### Material supplied
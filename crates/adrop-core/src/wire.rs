//! Length-prefixed framing over one exclusively owned stream.
//!
//! Two distinct conventions share the connection: structured records travel
//! as (varint length, bincode body); raw payload blobs travel as (u32-BE
//! length, bytes). The blob prefix is a plain integer on purpose — payload
//! bytes never pass through the record codec.

use crate::error::TransferError;
use serde::{de::DeserializeOwned, Serialize};
use tokio::io::{AsyncRead, AsyncReadExt, AsyncWrite, AsyncWriteExt};

/// Upper bound on a record body. Records are a manifest or a control action,
/// so a length anywhere near this is a corrupt or hostile peer.
pub const MAX_RECORD_LEN: usize = 1024 * 1024;

/// Owns the stream for the whole session; dropping the channel drops the
/// stream and closes the underlying socket, on every exit path.
pub struct Framed<T> {
    stream: T,
}

impl<T> Framed<T>
where
    T: AsyncRead + AsyncWrite + Unpin + Send,
{
    pub fn new(stream: T) -> Self {
        Self { stream }
    }

    /// Serialize a record and write it with its varint length prefix,
    /// flushing so the peer can read without buffering ambiguity.
    pub async fn write_record<M: Serialize>(&mut self, record: &M) -> Result<(), TransferError> {
        let body = bincode::serialize(record)?;
        if body.len() > MAX_RECORD_LEN {
            return Err(TransferError::RecordTooLarge(body.len()));
        }
        let mut frame = Vec::with_capacity(body.len() + 5);
        write_varint(&mut frame, body.len() as u64);
        frame.extend_from_slice(&body);
        self.stream.write_all(&frame).await?;
        self.stream.flush().await?;
        Ok(())
    }

    pub async fn read_record<M: DeserializeOwned>(&mut self) -> Result<M, TransferError> {
        let len = read_varint(&mut self.stream).await? as usize;
        if len > MAX_RECORD_LEN {
            return Err(TransferError::RecordTooLarge(len));
        }
        let mut body = vec![0u8; len];
        self.stream.read_exact(&mut body).await.map_err(map_eof)?;
        Ok(bincode::deserialize(&body)?)
    }

    pub async fn write_blob(&mut self, bytes: &[u8]) -> Result<(), TransferError> {
        self.stream
            .write_all(&(bytes.len() as u32).to_be_bytes())
            .await?;
        self.stream.write_all(bytes).await?;
        self.stream.flush().await?;
        Ok(())
    }

    /// Accumulates exactly the declared length, looping over short reads. A
    /// stream that ends early fails with `ConnectionClosed` rather than
    /// returning a truncated buffer.
    pub async fn read_blob(&mut self) -> Result<Vec<u8>, TransferError> {
        let mut lenb = [0u8; 4];
        self.stream.read_exact(&mut lenb).await.map_err(map_eof)?;
        let len = u32::from_be_bytes(lenb) as usize;

        let mut buf = vec![0u8; len];
        self.stream.read_exact(&mut buf).await.map_err(map_eof)?;
        Ok(buf)
    }
}

fn map_eof(e: std::io::Error) -> TransferError {
    if e.kind() == std::io::ErrorKind::UnexpectedEof {
        TransferError::ConnectionClosed
    } else {
        TransferError::Io(e)
    }
}

/// LEB128 unsigned varint, the protobuf length convention.
fn write_varint(out: &mut Vec<u8>, mut value: u64) {
    loop {
        let byte = (value & 0x7f) as u8;
        value >>= 7;
        if value == 0 {
            out.push(byte);
            return;
        }
        out.push(byte | 0x80);
    }
}

async fn read_varint<R: AsyncRead + Unpin>(reader: &mut R) -> Result<u64, TransferError> {
    let mut value = 0u64;
    let mut shift = 0u32;
    loop {
        let mut byte = [0u8; 1];
        reader.read_exact(&mut byte).await.map_err(map_eof)?;
        value |= u64::from(byte[0] & 0x7f) << shift;
        if byte[0] & 0x80 == 0 {
            return Ok(value);
        }
        shift += 7;
        if shift >= 64 {
            return Err(TransferError::BadLengthPrefix);
        }
    }
}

### Exercise details
Up to and including the line with "let len = read_varint(&mut", reproduce the material above exactly as it appears, starting from its first line.

### The answer
filename crates/adrop-core/src/wire.rs
//! Length-prefixed framing over one exclusively owned stream.
//!
//! Two distinct conventions share the connection: structured records travel
//! as (varint length, bincode body); raw payload blobs travel as (u32-BE
//! length, bytes). The blob prefix is a plain integer on purpose — payload
//! bytes never pass through the record codec.

use crate::error::TransferError;
use serde::{de::DeserializeOwned, Serialize};
use tokio::io::{AsyncRead, AsyncReadExt, AsyncWrite, AsyncWriteExt};

/// Upper bound on a record body. Records are a manifest or a control action,
/// so a length anywhere near this is a corrupt or hostile peer.
pub const MAX_RECORD_LEN: usize = 1024 * 1024;

/// Owns the stream for the whole session; dropping the channel drops the
/// stream and closes the underlying socket, on every exit path.
pub struct Framed<T> {
    stream: T,
}

impl<T> Framed<T>
where
    T: AsyncRead + AsyncWrite + Unpin + Send,
{
    pub fn new(stream: T) -> Self {
        Self { stream }
    }

    /// Serialize a record and write it with its varint length prefix,
    /// flushing so the peer can read without buffering ambiguity.
    pub async fn write_record<M: Serialize>(&mut self, record: &M) -> Result<(), TransferError> {
        let body = bincode::serialize(record)?;
        if body.len() > MAX_RECORD_LEN {
            return Err(TransferError::RecordTooLarge(body.len()));
        }
        let mut frame = Vec::with_capacity(body.len() + 5);
        write_varint(&mut frame, body.len() as u64);
        frame.extend_from_slice(&body);
        self.stream.write_all(&frame).await?;
        self.stream.flush().await?;
        Ok(())
    }

    pub async fn read_record<M: DeserializeOwned>(&mut self) -> Result<M, TransferError> {
        let len = read_varint(&mut self.stream).await? as usize;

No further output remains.